This past week UTSA Athletics emailed me (among others) to release the information about the new “Runners Go Bold” name/image/likeness program. On its face, it is fine.
Runners Go Bold will focus on three essential areas — Personal Branding and Brand Management, Financial Literacy, and Business Development and Entrepreneurship, with room for future growth and expansion. Student-athletes will be educated on all aspects of these critical areas and better understand their rights, responsibilities and limitations as student-athletes under any NIL-related legislation introduced this year and beyond.
Summated, it says we are going to teach our athletes how to navigate this space which fits in nicely with the larger goals of a university. Upon further thought, it highlights the strange relationship athletics has with the university. It is always part of it but not. Thousands if not millions of people are trying to be influencers, Tik Tok stars, Youtubers, and the like. Whatever this Runners Go Bold program is, it sure seems like the broader university community would benefit from it.

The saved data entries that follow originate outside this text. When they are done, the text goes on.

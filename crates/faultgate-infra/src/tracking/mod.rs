//! Failure tracking implementations.

mod memory;

pub use memory::InMemoryFailureTracker;
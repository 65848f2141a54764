//! Application configuration loaded from environment variables.

use std::env;
use std::str::FromStr;

use chrono::TimeDelta;
use faultgate_core::PolicyError;
use faultgate_core::domain::GatePolicy;

/// Configuration errors surfaced at startup.
#[derive(Debug, thiserror::Error)]
pub enum ConfigError {
    #[error("Invalid value for {name}: '{value}'")]
    InvalidValue { name: &'static str, value: String },

    #[error("Invalid gate policy: {0}")]
    Policy(#[from] PolicyError),
}

/// Deployment environment.
#[derive(Debug, Clone, Copy, PartialEq, Eq)]
pub enum Environment {
    Development,
    Production,
}

impl Environment {
    pub fn from_env() -> Self {
        match env::var("RUST_ENV").as_deref() {
            Ok("development") | Ok("dev") => Environment::Development,
            _ => Environment::Production,
        }
    }

    pub fn is_development(&self) -> bool {
        *self == Environment::Development
    }
}

/// Circuit gate configuration.
#[derive(Debug, Clone)]
pub struct GateConfig {
    pub policy: GatePolicy,
    /// Contact shown to blocked clients.
    pub support_contact: String,
    /// Key anonymous clients by `Forwarded` / `X-Forwarded-For` instead of the peer address.
    pub trust_forwarded: bool,
}

impl Default for GateConfig {
    fn default() -> Self {
        Self {
            policy: GatePolicy::default(),
            support_contact: "support@example.com".to_string(),
            trust_forwarded: false,
        }
    }
}

impl GateConfig {
    /// Load the gate policy from `GATE_*` variables, falling back to the defaults.
    pub fn from_env() -> Result<Self, ConfigError> {
        let defaults = GatePolicy::default();

        let policy = GatePolicy {
            failure_threshold: parse_var("GATE_FAILURE_THRESHOLD")?
                .unwrap_or(defaults.failure_threshold),
            window: seconds_var("GATE_WINDOW_SECS")?.unwrap_or(defaults.window),
            cooldown: seconds_var("GATE_COOLDOWN_SECS")?.unwrap_or(defaults.cooldown),
            retention: seconds_var("GATE_RETENTION_SECS")?.unwrap_or(defaults.retention),
            idle_horizon: seconds_var("GATE_IDLE_HORIZON_SECS")?.unwrap_or(defaults.idle_horizon),
        };
        policy.validate()?;

        Ok(Self {
            policy,
            support_contact: env::var("GATE_SUPPORT_CONTACT")
                .unwrap_or_else(|_| "support@example.com".to_string()),
            trust_forwarded: env::var("GATE_TRUST_FORWARDED")
                .map(|v| v == "true" || v == "1")
                .unwrap_or(false),
        })
    }
}

/// Idle tracker sweep configuration.
#[derive(Debug, Clone)]
pub struct SweepConfig {
    /// Cron expression (with seconds) for the sweep job.
    pub schedule: String,
    pub enabled: bool,
}

impl Default for SweepConfig {
    fn default() -> Self {
        Self {
            schedule: "0 0 * * * *".to_string(),
            enabled: true,
        }
    }
}

impl SweepConfig {
    pub fn from_env() -> Self {
        Self {
            schedule: env::var("TRACKER_SWEEP_CRON").unwrap_or_else(|_| "0 0 * * * *".to_string()),
            enabled: env::var("SCHEDULER_ENABLED")
                .map(|v| v != "false" && v != "0")
                .unwrap_or(true),
        }
    }
}

/// Application configuration.
#[derive(Debug, Clone)]
pub struct AppConfig {
    pub host: String,
    pub port: u16,
    pub environment: Environment,
    pub gate: GateConfig,
    pub sweep: SweepConfig,
}

impl AppConfig {
    /// Load configuration from environment variables.
    pub fn from_env() -> Result<Self, ConfigError> {
        Ok(Self {
            host: env::var("HOST").unwrap_or_else(|_| "127.0.0.1".to_string()),
            port: parse_var("PORT")?.unwrap_or(8080),
            environment: Environment::from_env(),
            gate: GateConfig::from_env()?,
            sweep: SweepConfig::from_env(),
        })
    }
}

/// Unset variables yield `None`; set but unparsable ones are an error.
fn parse_var<T: FromStr>(name: &'static str) -> Result<Option<T>, ConfigError> {
    match env::var(name) {
        Ok(value) => value
            .trim()
            .parse()
            .map(Some)
            .map_err(|_| ConfigError::InvalidValue { name, value }),
        Err(_) => Ok(None),
    }
}

fn seconds_var(name: &'static str) -> Result<Option<TimeDelta>, ConfigError> {
    parse_var::<i64>(name)?
        .map(|secs| {
            TimeDelta::try_seconds(secs).ok_or_else(|| ConfigError::InvalidValue {
                name,
                value: secs.to_string(),
            })
        })
        .transpose()
}

#[cfg(test)]
mod tests {
    use super::*;

    #[test]
    fn test_gate_config_defaults() {
        let config = GateConfig::default();
        assert_eq!(config.policy, GatePolicy::default());
        assert!(!config.trust_forwarded);
    }

    #[test]
    fn test_sweep_defaults_to_hourly() {
        assert_eq!(SweepConfig::default().schedule, "0 0 * * * *");
    }
}
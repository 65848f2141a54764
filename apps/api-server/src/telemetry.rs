//! Telemetry initialization.

use tracing_subscriber::{EnvFilter, layer::SubscriberExt, util::SubscriberInitExt};

/// Telemetry configuration.
#[derive(Debug, Clone, Default)]
pub struct TelemetryConfig {
    /// Enable JSON logging (for production).
    pub json_logs: bool,
}

impl TelemetryConfig {
    /// Load configuration from environment variables.
    pub fn from_env() -> Self {
        Self {
            json_logs: std::env::var("LOG_FORMAT")
                .map(|v| v.to_lowercase() == "json")
                .unwrap_or(false),
        }
    }
}

/// Initialize the global tracing subscriber.
pub fn init_telemetry(config: &TelemetryConfig) {
    let env_filter = EnvFilter::try_from_default_env()
        .unwrap_or_else(|_| EnvFilter::new("info,api_server=debug,faultgate_infra=debug"));

    if config.json_logs {
        tracing_subscriber::registry()
            .with(env_filter)
            .with(tracing_subscriber::fmt::layer().json())
            .init();
    } else {
        tracing_subscriber::registry()
            .with(env_filter)
            .with(tracing_subscriber::fmt::layer().pretty())
            .init();
    }
}
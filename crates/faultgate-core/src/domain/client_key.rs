use std::fmt;

/// Identity used to partition error-tracking state.
///
/// Authenticated requests are keyed by subject so a user keeps one tracker across
/// addresses. Anonymous requests are keyed by source address, which means clients behind
/// the same NAT share a tracker.
#[derive(Debug, Clone, PartialEq, Eq, Hash)]
pub struct ClientKey(String);

impl ClientKey {
    /// Resolve the key for a request.
    pub fn resolve(subject: Option<&str>, address: Option<&str>) -> Self {
        if let Some(subject) = subject.filter(|s| !s.is_empty()) {
            return Self(format!("user_{}", subject));
        }

        match address.filter(|a| !a.is_empty()) {
            Some(address) => Self(format!("ip_{}", address)),
            None => Self("ip_unknown".to_string()),
        }
    }

    pub fn as_str(&self) -> &str {
        &self.0
    }
}

impl fmt::Display for ClientKey {
    fn fmt(&self, f: &mut fmt::Formatter<'_>) -> fmt::Result {
        f.write_str(&self.0)
    }
}

#[cfg(test)]
mod tests {
    use super::*;

    #[test]
    fn test_subject_wins_over_address() {
        let a = ClientKey::resolve(Some("42"), Some("10.0.0.5"));
        let b = ClientKey::resolve(Some("42"), Some("192.168.1.9"));
        assert_eq!(a, b);
        assert_eq!(a.as_str(), "user_42");
    }

    #[test]
    fn test_anonymous_keyed_by_address() {
        let a = ClientKey::resolve(None, Some("10.0.0.5"));
        let b = ClientKey::resolve(None, Some("10.0.0.6"));
        assert_ne!(a, b);
        assert_eq!(a.as_str(), "ip_10.0.0.5");
    }

    #[test]
    fn test_empty_subject_falls_back_to_address() {
        assert_eq!(
            ClientKey::resolve(Some(""), Some("::1")).as_str(),
            "ip_::1"
        );
    }

    #[test]
    fn test_unknown_address() {
        assert_eq!(ClientKey::resolve(None, None).as_str(), "ip_unknown");
        assert_eq!(ClientKey::resolve(None, Some("")).as_str(), "ip_unknown");
    }
}
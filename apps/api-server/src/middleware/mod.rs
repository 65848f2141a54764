//! Middleware modules.

pub mod auth;
pub mod circuit_gate;
pub mod client_key;
pub mod error;

pub use auth::Authenticate;
pub use circuit_gate::{CircuitGate, GateSettings};
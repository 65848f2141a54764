//! Application state - shared across all handlers and middleware.

use std::sync::Arc;

use faultgate_core::ports::{FailureTracker, TokenService};
use faultgate_infra::{InMemoryFailureTracker, SystemClock};

#[cfg(feature = "auth")]
use faultgate_infra::JwtTokenService;

use crate::config::AppConfig;

/// Shared application state.
#[derive(Clone)]
pub struct AppState {
    pub tracker: Arc<dyn FailureTracker>,
    pub token_service: Option<Arc<dyn TokenService>>,
}

impl AppState {
    /// Build the application state with appropriate implementations.
    pub fn new(config: &AppConfig) -> Self {
        let tracker: Arc<dyn FailureTracker> = Arc::new(InMemoryFailureTracker::new(
            config.gate.policy,
            Arc::new(SystemClock),
        ));

        #[cfg(feature = "auth")]
        let token_service: Option<Arc<dyn TokenService>> =
            Some(Arc::new(JwtTokenService::from_env()));

        #[cfg(not(feature = "auth"))]
        let token_service: Option<Arc<dyn TokenService>> = {
            tracing::info!("Running without auth feature - all clients keyed by address");
            None
        };

        tracing::info!(
            threshold = config.gate.policy.failure_threshold,
            window_secs = config.gate.policy.window.num_seconds(),
            cooldown_secs = config.gate.policy.cooldown.num_seconds(),
            "Application state initialized"
        );

        Self {
            tracker,
            token_service,
        }
    }
}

Runners Go Bold will provide innovative curriculum including social entrepreneurship, cash flow management, savings and investment strategies and business plan development. It will be delivered through workshop sessions provided by university and external partners, as well as through on-demand resources available through the Roadrunner Leadership and Professional Development Academy.
I’ve been around plenty of workshops and have sampled many of the wares of a given internal organization’s resource library. For me — and this is just me talking here — I cannot imagine this being more than platitudes and generic advice pushed by people with little experience and power to allow the athletic program to check the box that says “we tried to help them”.
Now, I am endlessly cynical, being a millennial and all and given my general disposition. To be absolutely clear, I hope that every single athlete — and more! see above! — are prepared with the tools necessary to handle the (possible) influx of cash that comes with being a slightly more famous and marketable student because of their athletics.